あらゆるものへの憎しみを込めた鋭い眼光が、要を貫く。
「いいか、俺たちは所詮ただの人殺しだ。慣れ合いは必要ねぇ。分かったら二度と俺に構うなっ!」
怒鳴りつけられ、要はひるんでしまう。諫戸は舌打ちをしながら上階に消えて行った。
エントランスに気まずい空気が流れる。けれどそれは、他者を案じたものではない。みな諫戸の態度に興味がないような冷たい顔で沈黙している。そんな中、紗枝だけが悲しそうに無言で宇賀の傷を見ていた。
すでに出血は止まっているのを紗枝が確かめ、救急箱を取りに立つ。すると宇賀がぽそりと零した。
「ぼっ、ボクが……悪いんです」
諦観していた啼臣が耳ざとく聞き返す。
「というと?」
「ぎっ……ギャリッグウールって、いっつも……勿忘草が、咲いてるから。不思議で。ボクが、『勿忘草の花言葉ってなんでしょうね』って……言ったら、不機嫌になって」
「それで、お前は斬りつけられたのか」
「いえ……事故、みたいな感じで。……手が滑ったって、嘘じゃない……けど。いつもより荒っぽかった……のは、確かでした」
宇賀の証言にまた場が静まり返る。なぜ諫戸がその程度の質問で不機嫌になるのか、分からなかったからだ。
「あんなので……すぐ、機嫌悪くする、なんて。……あの人、嫌いだ……」
宇賀が下を向いて、誰とも目を合わせずにぼそりと呟く。諫戸に初日から助けられた要にも、フォローすることができなかった。

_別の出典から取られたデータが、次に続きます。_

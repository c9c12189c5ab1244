//! Request handler module
//!
//! Request routing dispatch and the Meetup widget. Unmatched requests are
//! handed to the proxy fallback.

pub mod router;
pub mod widget;

// Re-export main entry point
pub use router::handle_request;
//! Logger module
//!
//! Line-oriented logging for the site server:
//! - Server lifecycle logging
//! - Access logging in combined, common or JSON format
//! - Leveled debug/info/warn/error messages
//! - Optional file targets

mod format;
pub mod writer;

pub use format::AccessLogEntry;

use crate::config::Config;
use std::net::SocketAddr;
use std::sync::atomic::{AtomicU8, Ordering};

/// Message severity, lowest first
#[derive(Debug, Clone, Copy, PartialEq, Eq, PartialOrd, Ord)]
#[repr(u8)]
pub enum Level {
    Debug = 0,
    Info = 1,
    Warn = 2,
    Error = 3,
}

impl Level {
    /// Parse a configured level name, unknown names mean `Info`
    pub fn parse(name: &str) -> Self {
        match name.to_ascii_lowercase().as_str() {
            "debug" | "trace" => Self::Debug,
            "warn" | "warning" => Self::Warn,
            "error" => Self::Error,
            _ => Self::Info,
        }
    }
}

static MIN_LEVEL: AtomicU8 = AtomicU8::new(Level::Info as u8);

fn enabled(level: Level) -> bool {
    level as u8 >= MIN_LEVEL.load(Ordering::Relaxed)
}

/// Initialize the logger with configuration
///
/// Should be called once at application startup.
pub fn init(config: &Config) -> std::io::Result<()> {
    MIN_LEVEL.store(Level::parse(&config.logging.level) as u8, Ordering::Relaxed);
    writer::init(
        config.logging.access_log_file.as_deref(),
        config.logging.error_log_file.as_deref(),
    )
}

/// Write to info/access log
fn write_info(message: &str) {
    if let Some(w) = writer::get() {
        w.write_info(message);
    } else {
        println!("{message}");
    }
}

/// Write to error log
fn write_error(message: &str) {
    if let Some(w) = writer::get() {
        w.write_error(message);
    } else {
        eprintln!("{message}");
    }
}

/// Write to access log specifically
fn write_access(message: &str) {
    if let Some(w) = writer::get() {
        w.write_access(message);
    } else {
        println!("{message}");
    }
}

pub fn log_server_start(addr: &SocketAddr, config: &Config) {
    write_info("======================================");
    write_info("pythonsd-web started");
    write_info(&format!("Listening on: http://{addr}"));
    write_info(&format!("Log level: {}", config.logging.level));
    if let Some(workers) = config.server.workers {
        write_info(&format!("Worker threads: {workers}"));
    }
    write_info(&format!("Static site: {}", config.site.static_site));
    write_info(&format!("Meetup API: {}", config.meetup.api_url));
    write_info(&format!("Admin path: /{}", config.site.admin_url.trim_matches('/')));
    write_info(&format!("Database: {}", config.site.database_url));
    if let Some(ref path) = config.logging.access_log_file {
        write_info(&format!("Access log: {path}"));
    }
    if let Some(ref path) = config.logging.error_log_file {
        write_info(&format!("Error log: {path}"));
    }
    write_info("======================================\n");
}

pub fn log_connection_accepted(peer_addr: &SocketAddr) {
    log_debug(&format!("[Connection] Accepted from: {peer_addr}"));
}

pub fn log_connection_error(err: &impl std::fmt::Debug) {
    log_error(&format!("Failed to serve connection: {err:?}"));
}

pub fn log_debug(message: &str) {
    if enabled(Level::Debug) {
        write_info(&format!("[DEBUG] {message}"));
    }
}

pub fn log_info(message: &str) {
    if enabled(Level::Info) {
        write_info(message);
    }
}

pub fn log_warning(message: &str) {
    if enabled(Level::Warn) {
        write_error(&format!("[WARN] {message}"));
    }
}

pub fn log_error(message: &str) {
    write_error(&format!("[ERROR] {message}"));
}

/// Log formatted access log entry
pub fn log_access(entry: &AccessLogEntry, format: &str) {
    write_access(&entry.format(format));
}

pub fn log_shutdown() {
    write_info("\n[Shutdown] Stopped accepting connections");
}

#[cfg(test)]
mod tests {
    use super::*;

    #[test]
    fn test_level_parse() {
        assert_eq!(Level::parse("DEBUG"), Level::Debug);
        assert_eq!(Level::parse("warning"), Level::Warn);
        assert_eq!(Level::parse("error"), Level::Error);
        assert_eq!(Level::parse("verbose"), Level::Info);
        assert!(Level::Error > Level::Warn);
    }
}
//! Crate-wide error type

use hyper::StatusCode;
use thiserror::Error;

#[derive(Debug, Error)]
pub enum Error {
    #[error(transparent)]
    Io(#[from] std::io::Error),

    #[error("configuration error: {0}")]
    Config(#[from] config::ConfigError),

    #[error("build command '{command}' failed: {reason}")]
    Build { command: String, reason: String },

    #[error("invalid ignore pattern: {0}")]
    Pattern(#[from] globset::Error),

    #[error("failed to walk static directory: {0}")]
    Walk(#[from] walkdir::Error),

    #[error("invalid upstream URI: {0}")]
    InvalidUri(#[from] hyper::http::uri::InvalidUri),

    #[error("failed to build HTTP message: {0}")]
    Http(#[from] hyper::http::Error),

    #[error("upstream request failed: {0}")]
    Upstream(#[from] hyper_util::client::legacy::Error),

    #[error("upstream answered {0}")]
    UpstreamStatus(StatusCode),

    #[error("failed to read body: {0}")]
    Body(String),

    #[error("unexpected upstream payload: {0}")]
    Payload(String),

    #[error("invalid JSON payload: {0}")]
    Json(#[from] serde_json::Error),
}

pub type Result<T> = std::result::Result<T, Error>;

impl Error {
    pub fn build(command: &str, reason: impl Into<String>) -> Self {
        Self::Build {
            command: command.to_string(),
            reason: reason.into(),
        }
    }
}
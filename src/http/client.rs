//! Shared outbound HTTP client
//!
//! One pooled client per process, used by the proxy fallback and the Meetup
//! fetcher. Connections are returned to the pool after each response body is
//! consumed.

use crate::config::PerformanceConfig;
use http_body_util::Full;
use hyper::body::Bytes;
use hyper_rustls::{HttpsConnector, HttpsConnectorBuilder};
use hyper_util::client::legacy::connect::HttpConnector;
use hyper_util::client::legacy::Client;
use hyper_util::rt::TokioExecutor;
use std::time::Duration;

pub type HttpClient = Client<HttpsConnector<HttpConnector>, Full<Bytes>>;

/// Build the pooled client accepting both `http` and `https` upstreams
pub fn build_client(perf: &PerformanceConfig) -> HttpClient {
    let connector = HttpsConnectorBuilder::new()
        .with_webpki_roots()
        .https_or_http()
        .enable_http1()
        .build();

    Client::builder(TokioExecutor::new())
        .pool_max_idle_per_host(perf.pool_max_idle_per_host)
        .pool_idle_timeout(Duration::from_secs(perf.pool_idle_timeout))
        .build(connector)
}
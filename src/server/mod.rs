// Server module entry
// Listener setup, connection handling and the accept loop

pub mod connection;
pub mod listener;
pub mod signal;

// `loop` is a keyword, so the file is mounted under another name
#[path = "loop.rs"]
pub mod server_loop;

pub use listener::create_reusable_listener;
pub use server_loop::run;
//! Proxy fallback
//!
//! Forwards unmatched requests to the statically hosted site and relays the
//! upstream status, headers and body.

use crate::error::{Error, Result};
use crate::http::client::HttpClient;
use http_body_util::{BodyExt, Full};
use hyper::body::Bytes;
use hyper::header::{self, HeaderMap, HeaderName};
use hyper::http::request::Parts;
use hyper::{Request, Response, Uri, Version};

/// Headers scoped to a single connection, never forwarded
const HOP_BY_HOP: [&str; 8] = [
    "connection",
    "keep-alive",
    "proxy-connection",
    "proxy-authenticate",
    "te",
    "trailer",
    "transfer-encoding",
    "upgrade",
];

fn is_hop_by_hop(name: &HeaderName) -> bool {
    HOP_BY_HOP.contains(&name.as_str())
}

/// Copy end-to-end headers, dropping hop-by-hop ones and `Host`
fn forwardable_headers(src: &HeaderMap, keep_host: bool) -> HeaderMap {
    let mut dst = HeaderMap::with_capacity(src.len());
    for (name, value) in src {
        if is_hop_by_hop(name) || (!keep_host && name == header::HOST) {
            continue;
        }
        dst.append(name.clone(), value.clone());
    }
    dst
}

/// Upstream URI: base URL without its trailing `/`, then the request path and query
pub fn upstream_uri(base: &str, uri: &Uri) -> Result<Uri> {
    let path_and_query = uri.path_and_query().map_or("/", |pq| pq.as_str());
    let target = format!("{}{}", base.trim_end_matches('/'), path_and_query);
    Ok(target.parse()?)
}

/// Forward a request whose body has already been read
pub async fn forward(
    client: &HttpClient,
    base: &str,
    parts: &Parts,
    body: Bytes,
) -> Result<Response<Full<Bytes>>> {
    let target = upstream_uri(base, &parts.uri)?;

    let mut req = Request::builder()
        .method(parts.method.clone())
        .uri(target)
        .version(Version::HTTP_11)
        .body(Full::new(body))?;
    *req.headers_mut() = forwardable_headers(&parts.headers, false);

    let upstream = client.request(req).await?;
    let (resp_parts, resp_body) = upstream.into_parts();
    let bytes = resp_body
        .collect()
        .await
        .map_err(|e| Error::Body(e.to_string()))?
        .to_bytes();

    let mut resp = Response::builder()
        .status(resp_parts.status)
        .body(Full::new(bytes))?;
    *resp.headers_mut() = forwardable_headers(&resp_parts.headers, true);
    Ok(resp)
}
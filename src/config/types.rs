// Configuration types module
// Defines all configuration-related data structures

use serde::Deserialize;
use std::collections::BTreeMap;
use std::path::PathBuf;

/// Main configuration structure
#[derive(Debug, Deserialize, Clone)]
pub struct Config {
    pub server: ServerConfig,
    pub logging: LoggingConfig,
    pub performance: PerformanceConfig,
    pub http: HttpConfig,
    #[serde(default)]
    pub routes: RoutesConfig,
    pub site: SiteConfig,
    pub meetup: MeetupConfig,
    pub assets: AssetsConfig,
}

/// Server configuration
#[derive(Debug, Deserialize, Clone)]
pub struct ServerConfig {
    pub host: String,
    pub port: u16,
    pub workers: Option<usize>,
}

/// Logging configuration
#[derive(Debug, Deserialize, Clone)]
pub struct LoggingConfig {
    pub level: String,
    pub access_log: bool,
    /// Access log format (combined, common or json)
    #[serde(default = "default_access_log_format")]
    pub access_log_format: String,
    /// Access log file path (optional, stdout if not set)
    #[serde(default)]
    pub access_log_file: Option<String>,
    /// Error log file path (optional, stderr if not set)
    #[serde(default)]
    pub error_log_file: Option<String>,
}

#[allow(clippy::missing_const_for_fn)]
fn default_access_log_format() -> String {
    "combined".to_string()
}

/// Performance configuration
#[derive(Debug, Deserialize, Clone)]
pub struct PerformanceConfig {
    pub keep_alive_timeout: u64,
    pub read_timeout: u64,
    pub write_timeout: u64,
    pub max_connections: Option<u64>,
    /// Idle upstream connections kept per host by the shared client
    pub pool_max_idle_per_host: usize,
    /// Seconds before an idle pooled connection is closed
    pub pool_idle_timeout: u64,
}

/// HTTP configuration
#[derive(Debug, Deserialize, Clone)]
pub struct HttpConfig {
    pub server_name: String,
    pub max_body_size: u64,
}

/// Fixed redirect table, exact path match
#[derive(Debug, Deserialize, Clone, Default)]
pub struct RoutesConfig {
    #[serde(default)]
    pub redirects: BTreeMap<String, String>,
}

const DEFAULT_REDIRECTS: [(&str, &str); 2] = [
    ("/", "/index.html"),
    ("/coc", "/pages/code-of-conduct.html"),
];

impl RoutesConfig {
    /// Redirect target for `path`; configured entries shadow the built-in ones
    pub fn redirect_target(&self, path: &str) -> Option<&str> {
        self.redirects.get(path).map(String::as_str).or_else(|| {
            DEFAULT_REDIRECTS
                .iter()
                .find(|(from, _)| *from == path)
                .map(|(_, to)| *to)
        })
    }
}

/// Site-wide settings
#[derive(Debug, Deserialize, Clone)]
pub struct SiteConfig {
    /// Base URL of the statically hosted site used by the proxy fallback
    pub static_site: String,
    /// Path segment reserved for the admin interface, never proxied
    pub admin_url: String,
    pub database_url: String,
}

impl SiteConfig {
    /// Whether `path` falls under the reserved admin prefix
    pub fn is_admin_path(&self, path: &str) -> bool {
        let segment = self.admin_url.trim_matches('/');
        if segment.is_empty() {
            return false;
        }
        path.trim_start_matches('/')
            .strip_prefix(segment)
            .is_some_and(|rest| rest.is_empty() || rest.starts_with('/'))
    }
}

#[derive(Debug, Deserialize, Clone)]
pub struct MeetupConfig {
    pub api_url: String,
}

/// Static asset build and collection
#[derive(Debug, Deserialize, Clone)]
pub struct AssetsConfig {
    /// External command run with no arguments before listing compiled assets
    pub build_command: String,
    /// Output directory of the build command
    pub css_dir: PathBuf,
    /// Source directories searched after the compiled output
    pub static_dirs: Vec<PathBuf>,
    /// Destination of `collectstatic`
    pub static_root: PathBuf,
    pub ignore_patterns: Vec<String>,
}
//! Web server for the San Diego Python community site.
//!
//! Serves a few local routes (short-link redirects and a Meetup events
//! widget) and proxies everything else to the statically hosted site. Also
//! provides the static-asset collection step used at deploy time.

pub mod assets;
pub mod config;
pub mod error;
pub mod events;
pub mod handler;
pub mod http;
pub mod logger;
pub mod proxy;
pub mod server;

pub use error::{Error, Result};
//! Route kinds, keys and the default source layout.

use std::fmt;
use std::path::{Path, PathBuf};
use std::str::FromStr;

use serde::{Deserialize, Serialize};

use super::Pattern;

/// What a route does with its matched files.
///
/// Declaration order is the build order within a section.
#[derive(Debug, Clone, Copy, PartialEq, Eq, PartialOrd, Ord, Hash, Serialize, Deserialize)]
#[serde(rename_all = "kebab-case")]
pub enum RouteKind {
    /// SCSS entry points compiled to CSS.
    Style,
    /// HTML pages with include directives resolved.
    Markup,
    /// Raster and SVG images, compressed.
    Image,
    /// JavaScript, minified in production.
    Script,
    /// Third-party files copied verbatim.
    Vendor,
    /// SCSS sources copied for downstream consumers. Runs last in `build`.
    StyleSource,
}

impl RouteKind {
    /// Every kind, in order.
    pub const ALL: [Self; 6] = [
        Self::Style,
        Self::Markup,
        Self::Image,
        Self::Script,
        Self::Vendor,
        Self::StyleSource,
    ];

    /// Kinds that run as part of a section's chain sequence.
    pub const SECTION_ORDER: [Self; 5] = [
        Self::Style,
        Self::Markup,
        Self::Image,
        Self::Script,
        Self::Vendor,
    ];

    pub const fn as_str(self) -> &'static str {
        match self {
            Self::Style => "style",
            Self::Markup => "markup",
            Self::Image => "image",
            Self::Script => "script",
            Self::Vendor => "vendor",
            Self::StyleSource => "style-source",
        }
    }

    /// Whether file changes re-run this kind's chain.
    pub const fn is_watched(self) -> bool {
        !matches!(self, Self::StyleSource)
    }

    /// Default `(source, dest, aux)` layout relative to the section's
    /// source and output directories.
    fn layout(self) -> (&'static str, &'static str, &'static [&'static str]) {
        match self {
            Self::Style => ("scss/*.scss", "css", &["scss/partials/*.scss"]),
            Self::Markup => ("*.html", "", &["html/*.html"]),
            Self::Image => ("images/**", "images", &[]),
            Self::Script => ("js/*.js", "js", &[]),
            Self::Vendor => ("vendor/**/*", "vendor", &[]),
            Self::StyleSource => ("scss/**/*.scss", "scss", &[]),
        }
    }
}

impl fmt::Display for RouteKind {
    fn fmt(&self, f: &mut fmt::Formatter<'_>) -> fmt::Result {
        f.write_str(self.as_str())
    }
}

impl FromStr for RouteKind {
    type Err = String;

    fn from_str(s: &str) -> Result<Self, Self::Err> {
        Self::ALL
            .into_iter()
            .find(|kind| kind.as_str() == s)
            .ok_or_else(|| format!("unknown route kind `{s}`"))
    }
}

/// `(section, kind)`; unique across the registry.
#[derive(Debug, Clone, PartialEq, Eq, PartialOrd, Ord, Hash)]
pub struct RouteKey {
    pub section: String,
    pub kind: RouteKind,
}

impl RouteKey {
    pub fn new(section: impl Into<String>, kind: RouteKind) -> Self {
        Self {
            section: section.into(),
            kind,
        }
    }
}

impl fmt::Display for RouteKey {
    fn fmt(&self, f: &mut fmt::Formatter<'_>) -> fmt::Result {
        if self.section.is_empty() {
            write!(f, "{}", self.kind)
        } else {
            write!(f, "{}:{}", self.section, self.kind)
        }
    }
}

/// A source glob bound to a destination directory.
#[derive(Debug, Clone)]
pub struct Route {
    pub key: RouteKey,
    pub source: Pattern,
    /// Destination directory, relative to the project root.
    pub dest: PathBuf,
    /// Partials and fragments: changes re-run this route but are not
    /// entry points themselves.
    pub aux: Vec<Pattern>,
    /// Emit fitted thumbnails (image routes only).
    pub thumbnails: bool,
}

impl Route {
    pub fn kind(&self) -> RouteKind {
        self.key.kind
    }

    /// Source files currently matched, sorted.
    pub fn sources(&self, root: &Path) -> Vec<PathBuf> {
        self.source.expand(root)
    }

    /// Output path for an absolute source path, preserving the path
    /// relative to the source glob's base.
    pub fn output_path(&self, root: &Path, source: &Path) -> PathBuf {
        let base = root.join(self.source.base());
        let rel = source
            .strip_prefix(&base)
            .unwrap_or_else(|_| Path::new(source.file_name().unwrap_or_default()));
        root.join(&self.dest).join(rel)
    }

    /// Whether a root-relative path belongs to this route's source or aux globs.
    pub fn is_triggered_by(&self, rel: &Path) -> bool {
        self.source.matches(rel) || self.aux.iter().any(|p| p.matches(rel))
    }
}

/// Default globs for `kind` in `section`: `(source, dest, aux)`.
///
/// The unnamed section drops the `<section>/` segment.
pub(super) fn default_layout(
    source_dir: &str,
    output_dir: &str,
    section: &str,
    kind: RouteKind,
) -> (String, PathBuf, Vec<String>) {
    let (src, dest, aux) = kind.layout();
    let join = |dir: &str, tail: &str| {
        [dir, section, tail]
            .into_iter()
            .filter(|seg| !seg.is_empty())
            .collect::<Vec<_>>()
            .join("/")
    };
    (
        join(source_dir, src),
        PathBuf::from(join(output_dir, dest)),
        aux.iter().map(|a| join(source_dir, a)).collect(),
    )
}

帰りそびれた玖楼が厳しい顔で黙々と宇賀の手当てを始める。
最後まで諫戸に発見されず話題からも取り残された顕治が、床に体育座りしたまま泣き出しそうな顔で呟いた。
「勿忘草──私を忘れないで……、いや彼の場合は『真実の友情』ですかね。なんて悲しい子なんでしょう。自分の罪に囚われ続けるなんて。……そうは思いませんか、ねえ」
「…………」
自室に帰ろうと横を通りかかった桐埜が、呼びかけられて足を止める。面倒臭そうにそばかす顔を歪め、桐埜は欠伸を噛み殺した。
「どっうでもいいしぃ。研究所のおじさん達はさっさと帰れば?」
そのまま一瞥もせずに階段を上っていく。顕治はその背に強い拒絶を感じた。
「うーん、もしかして研究所の人間、寮生に嫌われてるんですかね。ま、そりゃそうだろうとは思いますけど。仲良くしたいんですけどね」
眼のふちに慈悲の涙をためて、顕治は大きくため息をついた。